▶ _WHAT YOU WILL DO_
Print the records below exactly as they appear.

_ _ _

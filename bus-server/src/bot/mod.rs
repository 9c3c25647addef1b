//! Per-message worker.
//!
//! Each inbound text is handled on its own task: the model decides what
//! the user wants, bus questions are answered from the timetable, and
//! everything else goes to the chat model. The reply is always sent,
//! falling back to fixed texts when a collaborator fails.

mod replies;

use std::future::Future;
use std::sync::Arc;

use chrono::FixedOffset;
use tokio::task::JoinHandle;
use tracing::{error, info, warn};

use crate::config::local_time;
use crate::domain::DepartureTime;
use crate::gemini::{Entities, GeminiClient, GeminiError, Intent};
use crate::schedule::{ScheduleResult, lookup};
use crate::timetable::TimetableStore;
use crate::whatsapp::{WhatsAppClient, WhatsAppError};

pub use replies::{CHAT_FALLBACK, GLITCH, NOT_UNDERSTOOD, SOMETHING_WRONG, UNKNOWN_INTENT};

/// Language model calls the bot depends on.
pub trait Assistant: Send + Sync {
    fn extract_entities(
        &self,
        message: &str,
        now: DepartureTime,
    ) -> impl Future<Output = Result<Entities, GeminiError>> + Send;

    fn write_schedule_reply(
        &self,
        result: &ScheduleResult,
    ) -> impl Future<Output = Result<String, GeminiError>> + Send;

    fn chat_reply(&self, message: &str) -> impl Future<Output = Result<String, GeminiError>> + Send;
}

/// Outbound message delivery.
pub trait Messenger: Send + Sync {
    fn send_text(
        &self,
        to: &str,
        body: &str,
    ) -> impl Future<Output = Result<(), WhatsAppError>> + Send;
}

impl Assistant for GeminiClient {
    fn extract_entities(
        &self,
        message: &str,
        now: DepartureTime,
    ) -> impl Future<Output = Result<Entities, GeminiError>> + Send {
        GeminiClient::extract_entities(self, message, now)
    }

    fn write_schedule_reply(
        &self,
        result: &ScheduleResult,
    ) -> impl Future<Output = Result<String, GeminiError>> + Send {
        GeminiClient::write_schedule_reply(self, result)
    }

    fn chat_reply(&self, message: &str) -> impl Future<Output = Result<String, GeminiError>> + Send {
        GeminiClient::chat_reply(self, message)
    }
}

impl Messenger for WhatsAppClient {
    fn send_text(
        &self,
        to: &str,
        body: &str,
    ) -> impl Future<Output = Result<(), WhatsAppError>> + Send {
        WhatsAppClient::send_text(self, to, body)
    }
}

/// The bot: turns one inbound message into one reply.
pub struct Bot<A, M, S> {
    assistant: A,
    messenger: M,
    store: Arc<S>,
    utc_offset: FixedOffset,
}

impl<A, M, S> Bot<A, M, S>
where
    A: Assistant,
    M: Messenger,
    S: TimetableStore + Send + Sync + 'static,
{
    pub fn new(assistant: A, messenger: M, store: S, utc_offset: FixedOffset) -> Self {
        Self {
            assistant,
            messenger,
            store: Arc::new(store),
            utc_offset,
        }
    }

    /// Handle a message on its own task.
    ///
    /// If that task dies without replying, the sender still gets [`GLITCH`].
    pub fn spawn_handler(self: &Arc<Self>, from: String, text: String) -> JoinHandle<()>
    where
        A: 'static,
        M: 'static,
    {
        let bot = Arc::clone(self);
        tokio::spawn(async move {
            let worker = tokio::spawn({
                let bot = Arc::clone(&bot);
                let from = from.clone();
                async move { bot.handle_message(&from, &text).await }
            });

            if let Err(e) = worker.await {
                error!(from = %from, error = %e, "message worker failed");
                if let Err(e) = bot.messenger.send_text(&from, GLITCH).await {
                    error!(from = %from, error = %e, "failed to send apology");
                }
            }
        })
    }

    /// Work out a reply to `text` and send it to `from`.
    pub async fn handle_message(&self, from: &str, text: &str) {
        info!(from, text, "processing message");

        let reply = self.reply_to(text).await;

        if let Err(e) = self.messenger.send_text(from, &reply).await {
            error!(from, error = %e, "failed to send reply");
        }
    }

    /// Work out the reply to a message.
    pub async fn reply_to(&self, text: &str) -> String {
        let now = local_time(self.utc_offset);

        let entities = match self.assistant.extract_entities(text, now).await {
            Ok(entities) => entities,
            Err(e) => {
                warn!(error = %e, "entity extraction failed, treating as chat");
                Entities::chat()
            }
        };

        match entities.intent {
            Intent::TimeQuery => self.schedule_reply(&entities).await,
            Intent::GeneralQuestion | Intent::Chat => {
                self.assistant.chat_reply(text).await.unwrap_or_else(|e| {
                    warn!(error = %e, "chat reply failed");
                    CHAT_FALLBACK.to_string()
                })
            }
            Intent::Unknown => UNKNOWN_INTENT.to_string(),
        }
    }

    async fn schedule_reply(&self, entities: &Entities) -> String {
        let query = entities.query();
        let store = Arc::clone(&self.store);

        // The timetable is read from disk, so keep it off the async workers
        let result = match tokio::task::spawn_blocking(move || lookup(store.as_ref(), &query)).await
        {
            Ok(result) => result,
            Err(e) => {
                error!(error = %e, "schedule lookup task failed");
                return GLITCH.to_string();
            }
        };

        info!(status = result.status(), "schedule lookup finished");

        let rendered = match &result {
            ScheduleResult::Found(_) => {
                return match self.assistant.write_schedule_reply(&result).await {
                    Ok(reply) => reply,
                    Err(e) => {
                        warn!(error = %e, "reply writer failed, sending raw result");
                        serde_json::to_string_pretty(&result)
                            .unwrap_or_else(|_| SOMETHING_WRONG.to_string())
                    }
                };
            }
            ScheduleResult::TooLate(late) => replies::too_late(late),
            ScheduleResult::NotFound(not_found) => replies::not_found(not_found),
            ScheduleResult::NoRoute {
                search_term,
                known_routes,
                ..
            } => replies::no_route(search_term, known_routes),
            ScheduleResult::NotUnderstood { .. } => Ok(NOT_UNDERSTOOD.to_string()),
            ScheduleResult::Error { .. } => Ok(SOMETHING_WRONG.to_string()),
        };

        rendered.unwrap_or_else(|e| {
            error!(error = %e, "failed to render reply");
            GLITCH.to_string()
        })
    }
}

_ _ _

▶ _ANSWER SPACE_
filename bus-server/src/bot/mod.rs
repository 9c3c25647addef1b
//! Per-message worker.
//!
//! Each inbound text is handled on its own task: the model decides what
//! the user wants, bus questions are answered from the timetable, and
//! everything else goes to the chat model. The reply is always sent,
//! falling back to fixed texts when a collaborator fails.

mod replies;

use std::future::Future;
use std::sync::Arc;

use chrono::FixedOffset;
use tokio::task::JoinHandle;
use tracing::{error, info, warn};

use crate::config::local_time;
use crate::domain::DepartureTime;
use crate::gemini::{Entities, GeminiClient, GeminiError, Intent};
use crate::schedule::{ScheduleResult, lookup};
use crate::timetable::TimetableStore;
use crate::whatsapp::{WhatsAppClient, WhatsAppError};

pub use replies::{CHAT_FALLBACK, GLITCH, NOT_UNDERSTOOD, SOMETHING_WRONG, UNKNOWN_INTENT};

/// Language model calls the bot depends on.
pub trait Assistant: Send + Sync {
    fn extract_entities(
        &self,
        message: &str,
        now: DepartureTime,
    ) -> impl Future<Output = Result<Entities, GeminiError>> + Send;

    fn write_schedule_reply(
        &self,
        result: &ScheduleResult,
    ) -> impl Future<Output = Result<String, GeminiError>> + Send;

    fn chat_reply(&self, message: &str) -> impl Future<Output = Result<String, GeminiError>> + Send;
}

/// Outbound message delivery.
pub trait Messenger: Send + Sync {
    fn send_text(
        &self,
        to: &str,
        body: &str,
    ) -> impl Future<Output = Result<(), WhatsAppError>> + Send;
}

impl Assistant for GeminiClient {
    fn extract_entities(
        &self,
        message: &str,
        now: DepartureTime,
    ) -> impl Future<Output = Result<Entities, GeminiError>> + Send {
        GeminiClient::extract_entities(self, message, now)
    }

    fn write_schedule_reply(
        &self,
        result: &ScheduleResult,
    ) -> impl Future<Output = Result<String, GeminiError>> + Send {
        GeminiClient::write_schedule_reply(self, result)
    }

    fn chat_reply(&self, message: &str) -> impl Future<Output = Result<String, GeminiError>> + Send {
        GeminiClient::chat_reply(self, message)
    }
}

impl Messenger for WhatsAppClient {
    fn send_text(
        &self,
        to: &str,
        body: &str,
    ) -> impl Future<Output = Result<(), WhatsAppError>> + Send {
        WhatsAppClient::send_text(self, to, body)
    }
}

/// The bot: turns one inbound message into one reply.
pub struct Bot<A, M, S> {
    assistant: A,
    messenger: M,
    store: Arc<S>,
    utc_offset: FixedOffset,
}

impl<A, M, S> Bot<A, M, S>
where
    A: Assistant,
    M: Messenger,
    S: TimetableStore + Send + Sync + 'static,
{
    pub fn new(assistant: A, messenger: M, store: S, utc_offset: FixedOffset) -> Self {
        Self {
            assistant,
            messenger,
            store: Arc::new(store),
            utc_offset,
        }
    }

    /// Handle a message on its own task.
    ///
    /// If that task dies without replying, the sender still gets [`GLITCH`].
    pub fn spawn_handler(self: &Arc<Self>, from: String, text: String) -> JoinHandle<()>
    where
        A: 'static,
        M: 'static,
    {
        let bot = Arc::clone(self);
        tokio::spawn(async move {
            let worker = tokio::spawn({
                let bot = Arc::clone(&bot);
                let from = from.clone();
                async move { bot.handle_message(&from, &text).await }
            });

            if let Err(e) = worker.await {
                error!(from = %from, error = %e, "message worker failed");
                if let Err(e) = bot.messenger.send_text(&from, GLITCH).await {
                    error!(from = %from, error = %e, "failed to send apology");
                }
            }
        })
    }

    /// Work out a reply to `text` and send it to `from`.
    pub async fn handle_message(&self, from: &str, text: &str) {
        info!(from, text, "processing message");

        let reply = self.reply_to(text).await;

        if let Err(e) = self.messenger.send_text(from, &reply).await {
            error!(from, error = %e, "failed to send reply");
        }
    }

    /// Work out the reply to a message.
    pub async fn reply_to(&self, text: &str) -> String {
        let now = local_time(self.utc_offset);

        let entities = match self.assistant.extract_entities(text, now).await {
            Ok(entities) => entities,
            Err(e) => {
                warn!(error = %e, "entity extraction failed, treating as chat");
                Entities::chat()
            }
        };

        match entities.intent {
            Intent::TimeQuery => self.schedule_reply(&entities).await,
            Intent::GeneralQuestion | Intent::Chat => {
                self.assistant.chat_reply(text).await.unwrap_or_else(|e| {
                    warn!(error = %e, "chat reply failed");
                    CHAT_FALLBACK.to_string()
                })
            }
            Intent::Unknown => UNKNOWN_INTENT.to_string(),
        }
    }

    async fn schedule_reply(&self, entities: &Entities) -> String {
        let query = entities.query();
        let store = Arc::clone(&self.store);

        // The timetable is read from disk, so keep it off the async workers
        let result = match tokio::task::spawn_blocking(move || lookup(store.as_ref(), &query)).await
        {
            Ok(result) => result,
            Err(e) => {
                error!(error = %e, "schedule lookup task failed");
                return GLITCH.to_string();
            }
        };

        info!(status = result.status(), "schedule lookup finished");

        let rendered = match &result {
            ScheduleResult::Found(_) => {
                return match self.assistant.write_schedule_reply(&result).await {
                    Ok(reply) => reply,
                    Err(e) => {
                        warn!(error = %e, "reply writer failed, sending raw result");
                        serde_json::to_string_pretty(&result)
                            .unwrap_or_else(|_| SOMETHING_WRONG.to_string())
                    }
                };
            }
            ScheduleResult::TooLate(late) => replies::too_late(late),
            ScheduleResult::NotFound(not_found) => replies::not_found(not_found),
            ScheduleResult::NoRoute {
                search_term,
                known_routes,
                ..
            } => replies::no_route(search_term, known_routes),
            ScheduleResult::NotUnderstood { .. } => Ok(NOT_UNDERSTOOD.to_string()),
            ScheduleResult::Error { .. } => Ok(SOMETHING_WRONG.to_string()),
        };

        rendered.unwrap_or_else(|e| {
            error!(error = %e, "failed to render reply");
            GLITCH.to_string()
        })
    }
}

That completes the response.